[Dataset entries]
======

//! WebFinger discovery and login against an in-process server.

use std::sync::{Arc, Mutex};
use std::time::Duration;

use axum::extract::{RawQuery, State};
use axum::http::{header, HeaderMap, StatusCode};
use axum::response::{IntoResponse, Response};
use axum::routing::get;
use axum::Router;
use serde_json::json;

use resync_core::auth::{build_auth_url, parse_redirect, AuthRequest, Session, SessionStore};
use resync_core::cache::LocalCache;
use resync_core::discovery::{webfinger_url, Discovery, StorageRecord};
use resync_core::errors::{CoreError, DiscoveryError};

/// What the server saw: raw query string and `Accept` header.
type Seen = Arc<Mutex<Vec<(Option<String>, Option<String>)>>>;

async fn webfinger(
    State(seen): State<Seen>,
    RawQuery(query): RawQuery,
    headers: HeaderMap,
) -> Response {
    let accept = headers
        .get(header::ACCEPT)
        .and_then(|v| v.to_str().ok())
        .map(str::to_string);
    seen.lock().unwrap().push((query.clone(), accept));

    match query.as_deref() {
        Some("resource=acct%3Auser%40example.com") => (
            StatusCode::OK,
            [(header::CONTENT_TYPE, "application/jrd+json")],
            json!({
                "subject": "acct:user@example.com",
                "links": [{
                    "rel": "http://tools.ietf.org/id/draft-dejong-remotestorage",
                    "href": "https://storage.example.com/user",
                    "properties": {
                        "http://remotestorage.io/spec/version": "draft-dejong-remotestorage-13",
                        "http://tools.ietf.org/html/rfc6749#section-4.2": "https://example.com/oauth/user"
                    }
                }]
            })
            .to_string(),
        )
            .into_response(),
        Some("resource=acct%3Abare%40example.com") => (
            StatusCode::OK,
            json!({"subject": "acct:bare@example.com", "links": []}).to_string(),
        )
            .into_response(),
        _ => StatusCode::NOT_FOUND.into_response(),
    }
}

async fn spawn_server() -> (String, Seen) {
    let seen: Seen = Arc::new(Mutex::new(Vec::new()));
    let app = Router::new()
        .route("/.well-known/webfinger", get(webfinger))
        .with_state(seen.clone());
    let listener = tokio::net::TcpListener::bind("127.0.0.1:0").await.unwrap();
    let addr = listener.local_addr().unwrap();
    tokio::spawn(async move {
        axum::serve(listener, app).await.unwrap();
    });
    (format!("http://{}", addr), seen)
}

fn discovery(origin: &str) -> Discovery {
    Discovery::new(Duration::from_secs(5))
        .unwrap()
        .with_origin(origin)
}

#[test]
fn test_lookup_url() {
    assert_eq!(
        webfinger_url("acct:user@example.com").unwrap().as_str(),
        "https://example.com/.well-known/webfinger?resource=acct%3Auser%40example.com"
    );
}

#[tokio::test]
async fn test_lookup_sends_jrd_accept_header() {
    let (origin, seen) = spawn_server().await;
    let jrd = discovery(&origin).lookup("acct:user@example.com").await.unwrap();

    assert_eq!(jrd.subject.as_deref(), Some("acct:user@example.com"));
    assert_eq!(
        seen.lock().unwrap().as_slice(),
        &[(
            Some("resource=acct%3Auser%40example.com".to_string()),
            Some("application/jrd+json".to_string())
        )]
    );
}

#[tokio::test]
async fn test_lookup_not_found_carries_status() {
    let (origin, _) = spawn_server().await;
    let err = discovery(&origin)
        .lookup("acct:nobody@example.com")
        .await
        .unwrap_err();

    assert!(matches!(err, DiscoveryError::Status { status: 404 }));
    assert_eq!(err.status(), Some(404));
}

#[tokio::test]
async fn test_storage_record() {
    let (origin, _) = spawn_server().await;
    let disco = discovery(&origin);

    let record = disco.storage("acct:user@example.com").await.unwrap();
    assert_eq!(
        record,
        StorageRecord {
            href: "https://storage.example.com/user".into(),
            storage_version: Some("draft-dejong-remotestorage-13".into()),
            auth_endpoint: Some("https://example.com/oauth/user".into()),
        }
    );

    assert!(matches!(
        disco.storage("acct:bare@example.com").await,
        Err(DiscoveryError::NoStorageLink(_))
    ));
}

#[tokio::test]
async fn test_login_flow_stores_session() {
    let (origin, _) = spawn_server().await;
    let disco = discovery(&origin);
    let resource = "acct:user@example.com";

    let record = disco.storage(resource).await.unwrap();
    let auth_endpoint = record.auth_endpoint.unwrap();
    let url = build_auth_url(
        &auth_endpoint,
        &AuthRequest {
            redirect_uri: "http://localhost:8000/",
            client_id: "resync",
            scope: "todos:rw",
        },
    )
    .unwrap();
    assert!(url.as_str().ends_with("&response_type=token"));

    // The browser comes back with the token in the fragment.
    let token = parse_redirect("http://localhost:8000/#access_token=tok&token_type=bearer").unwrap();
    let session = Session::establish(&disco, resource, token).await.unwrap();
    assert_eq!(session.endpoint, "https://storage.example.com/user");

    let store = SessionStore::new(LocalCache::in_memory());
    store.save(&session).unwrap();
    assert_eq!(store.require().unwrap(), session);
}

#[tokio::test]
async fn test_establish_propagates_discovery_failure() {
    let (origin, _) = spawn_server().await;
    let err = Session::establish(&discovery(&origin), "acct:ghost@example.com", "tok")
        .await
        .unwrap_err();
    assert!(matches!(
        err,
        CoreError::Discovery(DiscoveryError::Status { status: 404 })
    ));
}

======

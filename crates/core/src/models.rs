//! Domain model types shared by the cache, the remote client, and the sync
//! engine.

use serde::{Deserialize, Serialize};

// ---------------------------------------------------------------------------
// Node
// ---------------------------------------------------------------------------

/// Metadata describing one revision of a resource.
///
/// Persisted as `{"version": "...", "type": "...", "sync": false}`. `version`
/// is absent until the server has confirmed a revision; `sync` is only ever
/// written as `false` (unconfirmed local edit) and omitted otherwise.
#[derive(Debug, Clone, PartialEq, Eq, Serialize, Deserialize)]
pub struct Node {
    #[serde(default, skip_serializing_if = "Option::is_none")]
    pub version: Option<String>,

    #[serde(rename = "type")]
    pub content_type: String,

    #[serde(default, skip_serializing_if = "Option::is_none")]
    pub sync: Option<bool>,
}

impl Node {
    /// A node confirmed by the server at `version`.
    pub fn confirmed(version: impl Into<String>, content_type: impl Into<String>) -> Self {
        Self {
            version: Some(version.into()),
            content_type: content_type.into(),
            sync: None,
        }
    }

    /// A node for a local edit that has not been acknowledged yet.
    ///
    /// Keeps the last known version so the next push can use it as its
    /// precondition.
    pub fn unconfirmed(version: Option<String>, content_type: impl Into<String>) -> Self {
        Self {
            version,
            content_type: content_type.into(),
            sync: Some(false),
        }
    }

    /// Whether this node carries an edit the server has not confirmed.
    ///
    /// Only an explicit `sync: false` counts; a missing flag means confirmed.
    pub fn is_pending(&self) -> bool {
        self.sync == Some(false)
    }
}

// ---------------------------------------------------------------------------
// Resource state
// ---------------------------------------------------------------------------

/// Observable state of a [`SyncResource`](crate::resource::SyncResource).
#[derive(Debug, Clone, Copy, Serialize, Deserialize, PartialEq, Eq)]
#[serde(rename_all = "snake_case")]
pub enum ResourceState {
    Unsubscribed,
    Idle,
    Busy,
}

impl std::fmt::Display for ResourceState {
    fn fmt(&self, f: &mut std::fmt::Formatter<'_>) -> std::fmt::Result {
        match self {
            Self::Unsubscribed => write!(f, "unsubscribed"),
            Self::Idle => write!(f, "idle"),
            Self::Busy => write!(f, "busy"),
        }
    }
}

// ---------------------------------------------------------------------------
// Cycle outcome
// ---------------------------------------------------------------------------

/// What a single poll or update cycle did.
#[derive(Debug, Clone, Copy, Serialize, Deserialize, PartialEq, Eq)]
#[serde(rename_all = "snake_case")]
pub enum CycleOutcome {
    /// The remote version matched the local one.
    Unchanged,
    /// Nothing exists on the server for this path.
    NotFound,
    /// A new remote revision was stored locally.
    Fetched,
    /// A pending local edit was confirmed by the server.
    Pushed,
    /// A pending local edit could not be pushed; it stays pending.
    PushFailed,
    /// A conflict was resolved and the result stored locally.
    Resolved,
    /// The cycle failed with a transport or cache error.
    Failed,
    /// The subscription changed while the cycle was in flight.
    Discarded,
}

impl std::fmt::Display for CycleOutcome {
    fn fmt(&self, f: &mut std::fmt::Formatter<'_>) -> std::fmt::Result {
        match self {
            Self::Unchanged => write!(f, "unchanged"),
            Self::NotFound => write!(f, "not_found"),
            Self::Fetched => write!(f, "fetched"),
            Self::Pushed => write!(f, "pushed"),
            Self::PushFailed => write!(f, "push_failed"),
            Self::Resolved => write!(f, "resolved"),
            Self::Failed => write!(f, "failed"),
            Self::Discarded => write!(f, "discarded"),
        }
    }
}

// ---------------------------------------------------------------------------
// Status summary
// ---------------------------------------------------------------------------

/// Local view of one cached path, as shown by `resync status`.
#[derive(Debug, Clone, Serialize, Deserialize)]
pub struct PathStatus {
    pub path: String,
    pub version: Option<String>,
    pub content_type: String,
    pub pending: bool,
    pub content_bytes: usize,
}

======

The task: Return each full line of the entries that contains the word "subject".

Answer:
                "subject": "acct:user@example.com",
            json!({"subject": "acct:bare@example.com", "links": []}).to_string(),
    assert_eq!(jrd.subject.as_deref(), Some("acct:user@example.com"));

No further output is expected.